Wenn Freund*innen erzählen, dass sie ihre Eltern „unterm Balkon“ besuchen – das scheint das neueste Corona-Ding zu sein; es gibt ja jetzt Corona-Trends – dass sie sich vor den Balkon der Eltern setzen, stellen, um Liebesworte oder Alltäglichkeit hinauf zu rufen, kriecht Neid hinauf. Meine Eltern wohnen für einen Balkonbesuch zu weit weg. Ich male mir einen solchen Besuch ein wenig aus, wie ich vor dem Fenster stünde, wie ich hinauf winken würde, wie ich rufen würde, ich weiß nicht, ob es mir vielleicht unangenehm wäre, dass die Nachbarn mich hören, wie meine Mutter mir vielleicht etwas herunter würfe, ich weiß gar nicht, was. Vermutlich etwas zu essen. Ich male ihn mir aus, diesen Balkonbesuch, weil er einfacher als eine Umarmung vorzustellen ist.

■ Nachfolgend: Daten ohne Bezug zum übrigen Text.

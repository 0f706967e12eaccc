//! Database connection pooling.
//!
//! A [`Pool`] is bounded by a semaphore sized to [`PoolConfig::max_size`]. Every checked out
//! connection holds one permit, an idle connection holds none. Checking out pops the freshest
//! idle connection, or opens a new one while holding the permit.
//!
//! A [`PoolRegistry`] maps [`Config::key`] to pools, so every open with the same configuration
//! shares one pool.
use std::{
    collections::{HashMap, VecDeque},
    ops::Deref,
    sync::{
        Arc, Mutex, MutexGuard,
        atomic::{AtomicU64, Ordering},
    },
    time::Duration,
};
use tokio::{
    sync::{OwnedSemaphorePermit, Semaphore},
    time::Instant,
};

use crate::{
    Config, Connection, Error, Result,
    transaction::{Isolation, Transaction},
};

mod config;

pub use config::PoolConfig;

/// How often a blocked checkout looks for emancipated connections.
const RECLAIM_INTERVAL: Duration = Duration::from_millis(50);

/// Database connection pool.
///
/// Cheap to clone, clones share the same connections.
#[derive(Clone)]
pub struct Pool {
    inner: Arc<PoolInner>,
}

struct PoolInner {
    config: PoolConfig,
    key: String,
    semaphore: Arc<Semaphore>,
    generation: AtomicU64,
    state: Mutex<PoolState>,
}

#[derive(Default)]
struct PoolState {
    /// Front is the most recently released.
    idle: VecDeque<IdleEntry>,
    in_use: usize,
    /// Released while other handles to the connection were still alive.
    parked: Vec<ParkedEntry>,
}

struct IdleEntry {
    conn: Connection,
    generation: u64,
    since: Instant,
}

struct ParkedEntry {
    conn: Connection,
    generation: u64,
    _permit: OwnedSemaphorePermit,
}

/// Pool statistics.
#[derive(Debug, Clone, Copy, PartialEq, Eq)]
pub struct PoolStats {
    /// Every physical connection the pool accounts for.
    pub size: usize,
    pub idle: usize,
    pub in_use: usize,
    /// Released connections still referenced elsewhere, counted in `size`.
    pub parked: usize,
}

impl Pool {
    /// Create [`Pool`] and try to create one connection.
    pub async fn connect(url: &str) -> Result<Self> {
        PoolConfig::parse(url)?.connect().await
    }

    /// Create [`Pool`] without trying to create connection.
    pub fn connect_lazy(url: &str) -> Result<Self> {
        PoolConfig::parse(url)?.connect_lazy()
    }

    /// Create [`Pool`] and try to create one connection.
    ///
    /// See [`Config::from_env`][1] for more details on env.
    ///
    /// [1]: crate::Config::from_env
    pub async fn connect_env() -> Result<Pool> {
        PoolConfig::from_env().connect().await
    }

    /// Create [`Pool`] without connecting.
    pub fn new(config: PoolConfig) -> Result<Pool> {
        config.validate()?;
        Ok(Self {
            inner: Arc::new(PoolInner {
                key: config.conn.key(),
                semaphore: Arc::new(Semaphore::new(config.max_size)),
                generation: AtomicU64::new(0),
                state: Mutex::new(PoolState::default()),
                config,
            }),
        })
    }

    /// The normalized configuration string this pool is keyed by.
    pub fn key(&self) -> &str {
        &self.inner.key
    }

    pub fn config(&self) -> &PoolConfig {
        &self.inner.config
    }

    pub fn stats(&self) -> PoolStats {
        let st = self.inner.state();
        PoolStats {
            size: st.idle.len() + st.in_use + st.parked.len(),
            idle: st.idle.len(),
            in_use: st.in_use,
            parked: st.parked.len(),
        }
    }

    /// Check out a connection.
    ///
    /// Waits up to [`PoolConfig::acquire_timeout`] when the pool is at capacity, then fails with
    /// a pool timeout error leaving the pool untouched.
    pub async fn acquire(&self) -> Result<PooledConnection> {
        let inner = &self.inner;
        let timeout = inner.config.acquire_timeout;
        let deadline = Instant::now() + timeout;

        let permit = loop {
            if let Ok(permit) = inner.semaphore.clone().try_acquire_owned() {
                break permit;
            }
            if inner.reclaim() > 0 {
                continue;
            }

            let remaining = deadline.saturating_duration_since(Instant::now());
            if remaining.is_zero() {
                #[cfg(feature = "log")]
                log::debug!("pool checkout timed out after {timeout:?}");
                return Err(Error::pool_timeout(timeout));
            }

            let wait = remaining.min(RECLAIM_INTERVAL);
            match tokio::time::timeout(wait, inner.semaphore.clone().acquire_owned()).await {
                Ok(Ok(permit)) => break permit,
                Ok(Err(_)) => return Err(Error::closed("pool closed")),
                Err(_) => continue,
            }
        };

        let generation = inner.generation();
        while let Some(entry) = inner.pop_idle() {
            if entry.conn.is_broken() || entry.generation != generation {
                #[cfg(feature = "log")]
                log::debug!("discarding stale pooled connection #{}", entry.conn.id());
                continue;
            }
            if entry.since.elapsed() >= inner.config.idle_timeout {
                #[cfg(feature = "log")]
                log::debug!("closing idle pooled connection #{}", entry.conn.id());
                close_in_background(entry.conn);
                continue;
            }
            return Ok(inner.checkout(self, entry.conn, generation, permit));
        }

        // the permit is released when connecting fails
        let conn = Connection::connect_with(inner.config.conn.clone()).await?;
        Ok(inner.checkout(self, conn, generation, permit))
    }

    /// Check out a connection and begin a transaction on it.
    pub async fn begin(&self) -> Result<Transaction> {
        Transaction::begin(self.acquire().await?.into(), None).await
    }

    /// Check out a connection and begin a transaction with the given isolation level.
    pub async fn begin_with(&self, isolation: Isolation) -> Result<Transaction> {
        Transaction::begin(self.acquire().await?.into(), Some(isolation)).await
    }

    /// Close every idle connection, connections checked out now are discarded when released.
    pub fn clear(&self) {
        let inner = &self.inner;
        inner.generation.fetch_add(1, Ordering::AcqRel);
        let idle = std::mem::take(&mut inner.state().idle);

        #[cfg(feature = "log")]
        log::debug!("pool cleared, closing {} idle connections", idle.len());

        for entry in idle {
            close_in_background(entry.conn);
        }
        inner.reclaim();
    }

    /// Reclaim released connections no longer referenced anywhere, returns how many.
    ///
    /// Checkout does this by itself when the pool is at capacity.
    pub fn reclaim(&self) -> usize {
        self.inner.reclaim()
    }
}

/// Send `Terminate` when a runtime is available, dropping the last handle closes the socket anyway.
fn close_in_background(conn: Connection) {
    if let Ok(handle) = tokio::runtime::Handle::try_current() {
        handle.spawn(conn.close());
    }
}

impl PoolInner {
    fn state(&self) -> MutexGuard<'_, PoolState> {
        self.state.lock().unwrap_or_else(|e| e.into_inner())
    }

    fn generation(&self) -> u64 {
        self.generation.load(Ordering::Acquire)
    }

    fn pop_idle(&self) -> Option<IdleEntry> {
        self.state().idle.pop_front()
    }

    fn checkout(&self, pool: &Pool, conn: Connection, generation: u64, permit: OwnedSemaphorePermit) -> PooledConnection {
        self.state().in_use += 1;
        PooledConnection {
            conn: Some(conn),
            pool: pool.clone(),
            generation,
            permit: Some(permit),
        }
    }

    fn release(&self, conn: Connection, generation: u64, permit: OwnedSemaphorePermit) {
        let mut st = self.state();
        st.in_use = st.in_use.saturating_sub(1);

        if conn.is_broken() || generation != self.generation() {
            #[cfg(feature = "log")]
            log::debug!("discarding released connection #{}", conn.id());
            return;
        }

        if conn.mux().needs_reset() {
            conn.mux().schedule_rollback();
        }

        if conn.handles() > 1 {
            st.parked.push(ParkedEntry { conn, generation, _permit: permit });
            return;
        }

        st.idle.push_front(IdleEntry { conn, generation, since: Instant::now() });
        drop(st);
        drop(permit);
    }

    fn reclaim(&self) -> usize {
        let generation = self.generation();
        let mut st = self.state();

        let (free, parked): (Vec<_>, Vec<_>) = std::mem::take(&mut st.parked)
            .into_iter()
            .partition(|e| e.conn.handles() == 1);
        st.parked = parked;

        let reclaimed = free.len();
        let mut permits = Vec::with_capacity(reclaimed);
        for ParkedEntry { conn, generation: released, _permit: permit } in free {
            #[cfg(feature = "log")]
            log::debug!("reclaimed emancipated connection #{}", conn.id());
            if !conn.is_broken() && released == generation {
                st.idle.push_front(IdleEntry { conn, generation, since: Instant::now() });
            }
            permits.push(permit);
        }

        drop(st);
        drop(permits);
        reclaimed
    }
}

impl std::fmt::Debug for Pool {
    fn fmt(&self, f: &mut std::fmt::Formatter<'_>) -> std::fmt::Result {
        f.debug_struct("Pool")
            .field("config", &self.inner.config)
            .field("stats", &self.stats())
            .finish()
    }
}

/// Instance of [`Pool`] with the checked out connection.
///
/// Returns the connection to the pool on drop. A connection still referenced elsewhere, by a
/// [`Statement`][crate::Statement] for example, is parked until the last reference goes away.
pub struct PooledConnection {
    pool: Pool,
    conn: Option<Connection>,
    generation: u64,
    permit: Option<OwnedSemaphorePermit>,
}

impl PooledConnection {
    /// Returns the [`Pool`] handle.
    pub fn pool(&self) -> &Pool {
        &self.pool
    }

    /// Take the connection out of the pool, freeing its slot.
    pub fn detach(mut self) -> Option<Connection> {
        let conn = self.conn.take();
        let mut st = self.pool.inner.state();
        st.in_use = st.in_use.saturating_sub(1);
        conn
    }
}

impl Deref for PooledConnection {
    type Target = Connection;

    fn deref(&self) -> &Self::Target {
        match &self.conn {
            Some(conn) => conn,
            // `conn` is only taken by `detach` and `drop`, both consume `self`
            None => unreachable!("connection already released"),
        }
    }
}

impl Drop for PooledConnection {
    fn drop(&mut self) {
        if let (Some(conn), Some(permit)) = (self.conn.take(), self.permit.take()) {
            self.pool.inner.release(conn, self.generation, permit);
        }
    }
}

impl std::fmt::Debug for PooledConnection {
    fn fmt(&self, f: &mut std::fmt::Formatter<'_>) -> std::fmt::Result {
        f.debug_struct("PooledConnection")
            .field("conn", &self.conn)
            .field("generation", &self.generation)
            .finish()
    }
}

/// Pools keyed by normalized configuration.
///
/// Create one at application start and share it, clones refer to the same pools.
#[derive(Clone, Default)]
pub struct PoolRegistry {
    pools: Arc<Mutex<HashMap<String, Pool>>>,
}

impl PoolRegistry {
    pub fn new() -> PoolRegistry {
        Self::default()
    }

    fn pools_mut(&self) -> MutexGuard<'_, HashMap<String, Pool>> {
        self.pools.lock().unwrap_or_else(|e| e.into_inner())
    }

    /// Returns the pool for `config`, creating it on first use.
    ///
    /// Pool settings of an existing pool are kept.
    pub fn get_or_create(&self, config: PoolConfig) -> Result<Pool> {
        config.validate()?;
        let key = config.conn.key();
        let mut pools = self.pools_mut();
        if let Some(pool) = pools.get(&key) {
            return Ok(pool.clone());
        }
        let pool = Pool::new(config)?;
        pools.insert(key, pool.clone());
        Ok(pool)
    }

    /// Returns the pool for a connection string.
    pub fn open(&self, input: &str) -> Result<Pool> {
        self.get_or_create(PoolConfig::parse(input)?)
    }

    /// Check out a connection from the pool for a connection string.
    pub async fn acquire(&self, input: &str) -> Result<PooledConnection> {
        self.open(input)?.acquire().await
    }

    /// Returns the pool for `config`, if any.
    pub fn get(&self, config: &Config) -> Option<Pool> {
        self.pools_mut().get(&config.key()).cloned()
    }

    /// Every registered pool.
    pub fn pools(&self) -> Vec<Pool> {
        self.pools_mut().values().cloned().collect()
    }

    /// Clear every registered pool.
    pub fn clear_all(&self) {
        for pool in self.pools() {
            pool.clear();
        }
    }

    /// Unregister and clear the pool for `config`.
    pub fn remove(&self, config: &Config) -> Option<Pool> {
        let pool = self.pools_mut().remove(&config.key())?;
        pool.clear();
        Some(pool)
    }
}

impl std::fmt::Debug for PoolRegistry {
    fn fmt(&self, f: &mut std::fmt::Formatter<'_>) -> std::fmt::Result {
        f.debug_struct("PoolRegistry").field("pools", &self.pools_mut().len()).finish()
    }
}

Ich möchte einen Grund haben, ein Ziel

Ich hasse laufen, sage ich zu meiner Mutter, ich spreche keuchend in die Kopfhörer hinein. Dann geh doch Fahrrad fahren, schlägt sie vor. Ich schüttle den Kopf, sie kann das nicht sehen. Das macht nichts, dass sie das nicht sehen kann, ich schüttle den Kopf eh für mich, um das, was sich anfühlt, zu bestätigen. Ich mag nicht Fahrrad fahren, um Fahrrad zu fahren, ich mag Fahrrad fahren wohin. Ich möchte zu jemandem fahren, zu einem Termin, ich möchte einen Grund haben, ein Ziel. Ich möchte das Haus verlassen, um irgendwo anzukommen. Das Irgendwo darf kein Supermarkt sein. Ich möchte auf die Uhr blicken, wenn ich an der Ampel halte, ich möchte denken, hoffentlich bin ich nicht zu spät.

Ob wir uns wiedersehen?

Meine Mutter erzählt mir von meiner Tante und meinem Onkel in New Jersey, sie leben eine Busstunde von New York entfernt. Sie haben Angst, sagt meine Mutter, haben Angst, auf die Straße zu gehen. Sie sind alt, mein Onkel, klein, gebückt, der feinste aller Menschen, lungenkrank, seit ich denken kann. Vielleicht schon immer, ich habe nie gefragt, seit wann. Ihre Tochter lebt in Kanada, der Sohn sechs Flugstunden weit weg. Mit der kleinen Enkelin skypen sie, erzählt meine Mutter, und wenn sie auflegen, weinen sie; sie sagen, sie wissen nicht, ob sie sie wiedersehen. Sie hatten einen Flug im März gebucht, den haben sie umgebucht auf den Juli, jetzt wissen sie nicht, sollen sie gänzlich stornieren. Ja, sagt meine Tante, dann bekommen wir einen Teil des Geldes zurück. Nein, sagt mein Onkel, ich kann ihn nicht, diesen Gedanken ertragen, dass ich sie nicht wieder sehe, die kleine M.

Die Angst der Kinder

Meine Mutter sagt, sie hatte keinen guten Abend nach diesem Telefonat, sie dachte an ihre eigenen Enkelkinder, die sie nicht sehen kann. Die eigenen Enkelkinder: Gestern schickte ich die beiden in den Innenhof zum Spielen, frische Luft für sie und eine Stunde für mich, in der ich arbeiten kann, ohne eben: Kinder. Während sie unten waren, klingelte das Telefon für sie, und als sie hoch kamen, erzählte ich ihnen davon. Wascht Euch die Hände, sagte ich, dann erzähle ich Euch davon. Sie kamen mit Tränen in den Augen aus dem Badezimmer. Was ist denn mit Euch, fragte ich überrascht. Wir dachten, der Anruf sei wegen Oma und Opa, sagten sie. Dass sie an Corona gestorben seien.